> _What to work on_: Up through the line that contains "also stops once", retype the entries exactly, beginning at the very first line.

> _Stored data_:

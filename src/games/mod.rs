//! Concrete games implementing [`crate::rules::Game`].

pub mod nim;
//! Depth-limited alpha-beta with static evaluation.
//!
//! Identical to [`super::alpha_beta`] except that recursion also stops once
//! the ply budget is spent. Each ply costs exactly one unit, whatever action
//! was taken. Stopping states are scored by the supplied evaluator; see
//! [`TerminalScoring`] for how terminal states are treated.
//!
//! The result is only optimal with respect to the evaluator.

use crate::core::Player;
use crate::rules::{Evaluator, Game};

use super::alpha_beta::{self, Horizon};
use super::config::TerminalScoring;
use super::outcome::SearchOutcome;

/// Best action found within `depth_limit` plies, using the historical
/// [`TerminalScoring::Evaluator`] policy.
///
/// With `depth_limit == 0` the evaluator is applied to `state` itself, no
/// action is examined and `None` is returned.
pub fn depth_limited_alpha_beta<G, E>(
    game: &G,
    state: &G::State,
    depth_limit: u32,
    evaluator: &E,
) -> Option<G::Action>
where
    G: Game,
    E: Evaluator<G::State> + ?Sized,
{
    depth_limited_alpha_beta_with_stats(
        game,
        state,
        depth_limit,
        evaluator,
        TerminalScoring::Evaluator,
    )
    .into_action()
}

/// Depth-limited alpha-beta with an explicit terminal scoring policy,
/// returning the root value and statistics.
pub fn depth_limited_alpha_beta_with_stats<G, E>(
    game: &G,
    state: &G::State,
    depth_limit: u32,
    evaluator: &E,
    terminal_scoring: TerminalScoring,
) -> SearchOutcome<G::Action>
where
    G: Game,
    E: Evaluator<G::State> + ?Sized,
{
    let horizon = DepthHorizon {
        depth_limit,
        evaluator,
        terminal_scoring,
    };
    alpha_beta::run(game, state, &horizon)
}

struct DepthHorizon<'a, E: ?Sized> {
    depth_limit: u32,
    evaluator: &'a E,
    terminal_scoring: TerminalScoring,
}

impl<G, E> Horizon<G> for DepthHorizon<'_, E>
where
    G: Game,
    E: Evaluator<G::State> + ?Sized,
{
    fn leaf_value(&self, game: &G, state: &G::State, player: Player, ply: u32) -> Option<f64> {
        let terminal = game.is_terminal(state);
        let exhausted = ply >= self.depth_limit;
        if !terminal && !exhausted {
            return None;
        }

        Some(match self.terminal_scoring {
            TerminalScoring::Utility if terminal => game.utility(state, player),
            _ => self.evaluator.evaluate(state, player),
        })
    }
}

> _Your response_:
filename src/games/mod.rs
//! Concrete games implementing [`crate::rules::Game`].

pub mod nim;
//! Depth-limited alpha-beta with static evaluation.
//!
//! Identical to [`super::alpha_beta`] except that recursion also stops once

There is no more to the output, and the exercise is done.